--- Provided entries Enclosed Below ---

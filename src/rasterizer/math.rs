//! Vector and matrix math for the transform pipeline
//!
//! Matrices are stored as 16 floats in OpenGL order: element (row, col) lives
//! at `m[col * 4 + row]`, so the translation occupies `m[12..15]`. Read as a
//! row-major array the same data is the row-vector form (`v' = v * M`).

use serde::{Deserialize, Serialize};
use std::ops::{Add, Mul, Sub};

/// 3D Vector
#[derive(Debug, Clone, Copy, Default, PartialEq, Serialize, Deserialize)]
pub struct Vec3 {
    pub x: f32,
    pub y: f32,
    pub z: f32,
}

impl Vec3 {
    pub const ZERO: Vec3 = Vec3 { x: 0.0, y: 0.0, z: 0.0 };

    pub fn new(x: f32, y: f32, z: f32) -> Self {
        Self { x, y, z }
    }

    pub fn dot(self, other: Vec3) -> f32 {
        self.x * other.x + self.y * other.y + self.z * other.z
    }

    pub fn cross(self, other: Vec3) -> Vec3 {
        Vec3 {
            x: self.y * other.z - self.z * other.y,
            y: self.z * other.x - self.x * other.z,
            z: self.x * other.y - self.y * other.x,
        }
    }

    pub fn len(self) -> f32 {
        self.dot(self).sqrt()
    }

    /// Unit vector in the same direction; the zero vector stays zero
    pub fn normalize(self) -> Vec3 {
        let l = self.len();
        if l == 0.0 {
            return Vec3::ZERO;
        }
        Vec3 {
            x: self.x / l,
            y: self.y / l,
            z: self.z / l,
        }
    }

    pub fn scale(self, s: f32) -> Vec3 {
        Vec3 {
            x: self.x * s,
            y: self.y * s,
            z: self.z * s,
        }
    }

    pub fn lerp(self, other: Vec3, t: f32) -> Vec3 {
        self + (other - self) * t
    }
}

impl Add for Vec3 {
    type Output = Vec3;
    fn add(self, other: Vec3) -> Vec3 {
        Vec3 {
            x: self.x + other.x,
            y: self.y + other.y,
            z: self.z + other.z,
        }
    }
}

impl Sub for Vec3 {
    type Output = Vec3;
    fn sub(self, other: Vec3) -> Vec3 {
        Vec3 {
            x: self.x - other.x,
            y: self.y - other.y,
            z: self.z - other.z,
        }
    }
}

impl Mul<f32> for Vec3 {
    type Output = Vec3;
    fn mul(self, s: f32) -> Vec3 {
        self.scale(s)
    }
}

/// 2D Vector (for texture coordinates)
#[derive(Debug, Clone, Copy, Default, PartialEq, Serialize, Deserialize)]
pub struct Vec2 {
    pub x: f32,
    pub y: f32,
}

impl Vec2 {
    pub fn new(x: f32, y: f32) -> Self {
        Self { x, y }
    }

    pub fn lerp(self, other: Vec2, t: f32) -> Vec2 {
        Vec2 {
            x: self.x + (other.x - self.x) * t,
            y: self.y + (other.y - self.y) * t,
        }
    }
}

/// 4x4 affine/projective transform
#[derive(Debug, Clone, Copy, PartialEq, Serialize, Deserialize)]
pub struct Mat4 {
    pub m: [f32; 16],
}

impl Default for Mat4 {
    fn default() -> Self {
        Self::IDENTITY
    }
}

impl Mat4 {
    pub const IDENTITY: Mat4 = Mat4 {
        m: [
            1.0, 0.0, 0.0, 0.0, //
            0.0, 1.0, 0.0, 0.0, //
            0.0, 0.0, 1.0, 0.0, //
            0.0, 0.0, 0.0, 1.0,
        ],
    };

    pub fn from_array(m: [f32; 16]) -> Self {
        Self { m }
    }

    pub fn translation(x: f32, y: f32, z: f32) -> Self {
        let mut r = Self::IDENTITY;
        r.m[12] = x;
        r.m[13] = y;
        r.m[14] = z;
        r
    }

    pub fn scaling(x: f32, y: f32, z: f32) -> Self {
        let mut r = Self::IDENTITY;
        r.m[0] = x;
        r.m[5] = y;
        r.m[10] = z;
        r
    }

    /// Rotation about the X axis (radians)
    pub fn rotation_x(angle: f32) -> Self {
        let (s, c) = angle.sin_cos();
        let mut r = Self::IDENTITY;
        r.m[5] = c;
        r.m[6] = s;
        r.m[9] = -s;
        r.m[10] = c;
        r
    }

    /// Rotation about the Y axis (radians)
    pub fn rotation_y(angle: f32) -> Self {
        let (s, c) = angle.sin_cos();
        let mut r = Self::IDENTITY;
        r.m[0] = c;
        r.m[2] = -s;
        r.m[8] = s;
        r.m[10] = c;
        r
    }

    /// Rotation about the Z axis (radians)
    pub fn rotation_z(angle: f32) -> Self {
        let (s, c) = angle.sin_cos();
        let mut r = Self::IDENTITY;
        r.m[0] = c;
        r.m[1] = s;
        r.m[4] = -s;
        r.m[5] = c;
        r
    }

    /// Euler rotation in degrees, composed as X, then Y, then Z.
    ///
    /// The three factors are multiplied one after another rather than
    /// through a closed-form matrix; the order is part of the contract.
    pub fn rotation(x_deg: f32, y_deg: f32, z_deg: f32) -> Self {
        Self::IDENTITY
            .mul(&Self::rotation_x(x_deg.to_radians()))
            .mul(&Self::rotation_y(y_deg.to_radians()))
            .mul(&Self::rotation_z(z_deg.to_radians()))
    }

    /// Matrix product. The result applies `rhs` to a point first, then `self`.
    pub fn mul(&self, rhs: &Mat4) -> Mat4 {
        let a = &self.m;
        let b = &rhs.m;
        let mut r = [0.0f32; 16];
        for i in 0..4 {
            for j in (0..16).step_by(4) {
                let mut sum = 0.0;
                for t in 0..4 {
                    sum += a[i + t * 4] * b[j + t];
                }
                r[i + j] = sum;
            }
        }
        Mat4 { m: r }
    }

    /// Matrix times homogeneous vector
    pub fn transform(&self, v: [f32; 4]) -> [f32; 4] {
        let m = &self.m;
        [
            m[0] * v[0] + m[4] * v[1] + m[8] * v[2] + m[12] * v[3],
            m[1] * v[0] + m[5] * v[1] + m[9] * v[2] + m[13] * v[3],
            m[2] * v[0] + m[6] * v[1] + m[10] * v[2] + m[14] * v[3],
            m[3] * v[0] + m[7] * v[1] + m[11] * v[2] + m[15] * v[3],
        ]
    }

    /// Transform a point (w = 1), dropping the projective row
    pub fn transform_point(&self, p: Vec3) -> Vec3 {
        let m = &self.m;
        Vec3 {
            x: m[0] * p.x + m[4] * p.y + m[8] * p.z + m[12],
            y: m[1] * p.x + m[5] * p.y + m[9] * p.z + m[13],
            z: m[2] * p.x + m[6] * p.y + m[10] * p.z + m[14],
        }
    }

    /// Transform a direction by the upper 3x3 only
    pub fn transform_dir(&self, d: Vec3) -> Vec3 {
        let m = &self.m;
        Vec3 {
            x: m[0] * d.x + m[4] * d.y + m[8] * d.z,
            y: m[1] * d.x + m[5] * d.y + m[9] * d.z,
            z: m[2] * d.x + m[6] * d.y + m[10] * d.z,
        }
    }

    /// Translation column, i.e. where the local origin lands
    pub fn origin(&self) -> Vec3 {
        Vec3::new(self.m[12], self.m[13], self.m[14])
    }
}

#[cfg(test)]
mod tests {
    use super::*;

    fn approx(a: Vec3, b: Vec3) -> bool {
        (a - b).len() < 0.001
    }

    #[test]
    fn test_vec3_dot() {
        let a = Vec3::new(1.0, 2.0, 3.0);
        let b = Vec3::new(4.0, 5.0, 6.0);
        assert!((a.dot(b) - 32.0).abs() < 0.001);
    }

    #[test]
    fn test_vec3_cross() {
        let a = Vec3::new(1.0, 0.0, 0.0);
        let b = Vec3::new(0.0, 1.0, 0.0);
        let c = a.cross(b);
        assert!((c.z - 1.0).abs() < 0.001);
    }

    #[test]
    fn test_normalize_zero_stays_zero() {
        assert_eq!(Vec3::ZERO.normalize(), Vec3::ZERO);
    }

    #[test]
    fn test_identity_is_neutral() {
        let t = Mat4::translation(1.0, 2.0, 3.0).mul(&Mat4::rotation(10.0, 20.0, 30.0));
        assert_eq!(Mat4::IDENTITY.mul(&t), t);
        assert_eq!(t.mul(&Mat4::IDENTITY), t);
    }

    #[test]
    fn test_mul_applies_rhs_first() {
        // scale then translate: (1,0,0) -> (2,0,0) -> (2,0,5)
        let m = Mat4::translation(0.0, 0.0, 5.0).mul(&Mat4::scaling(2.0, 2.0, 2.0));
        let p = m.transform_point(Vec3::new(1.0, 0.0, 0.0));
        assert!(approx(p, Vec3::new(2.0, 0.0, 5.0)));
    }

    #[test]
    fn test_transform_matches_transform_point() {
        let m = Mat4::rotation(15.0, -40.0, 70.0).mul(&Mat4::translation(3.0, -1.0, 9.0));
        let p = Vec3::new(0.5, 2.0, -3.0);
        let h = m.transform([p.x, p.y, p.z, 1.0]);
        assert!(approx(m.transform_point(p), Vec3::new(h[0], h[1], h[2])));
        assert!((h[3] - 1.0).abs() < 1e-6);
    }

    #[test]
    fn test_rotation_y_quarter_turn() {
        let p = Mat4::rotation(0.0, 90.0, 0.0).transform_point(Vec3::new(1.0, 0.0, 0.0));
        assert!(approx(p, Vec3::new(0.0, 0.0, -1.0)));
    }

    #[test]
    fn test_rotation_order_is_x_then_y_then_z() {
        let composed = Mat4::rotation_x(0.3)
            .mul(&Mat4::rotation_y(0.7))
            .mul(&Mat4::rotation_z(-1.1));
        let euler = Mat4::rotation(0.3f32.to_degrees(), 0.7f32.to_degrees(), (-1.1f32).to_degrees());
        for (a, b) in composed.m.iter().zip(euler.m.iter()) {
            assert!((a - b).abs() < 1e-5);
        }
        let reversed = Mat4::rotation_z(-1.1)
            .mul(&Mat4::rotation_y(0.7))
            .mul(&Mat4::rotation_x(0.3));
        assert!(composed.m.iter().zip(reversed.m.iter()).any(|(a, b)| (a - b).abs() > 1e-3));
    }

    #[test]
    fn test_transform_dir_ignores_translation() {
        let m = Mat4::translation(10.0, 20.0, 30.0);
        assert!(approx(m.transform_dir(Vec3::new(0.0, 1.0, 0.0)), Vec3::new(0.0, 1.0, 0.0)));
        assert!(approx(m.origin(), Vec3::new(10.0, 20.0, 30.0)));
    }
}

--- End of Enclosed Provided entries ---

Directions for this task:
Only the lines containing "impl" are needed; copy each of them from the data.

Response:
impl Vec3 {
impl Add for Vec3 {
impl Sub for Vec3 {
impl Mul<f32> for Vec3 {
impl Vec2 {
impl Default for Mat4 {
impl Mat4 {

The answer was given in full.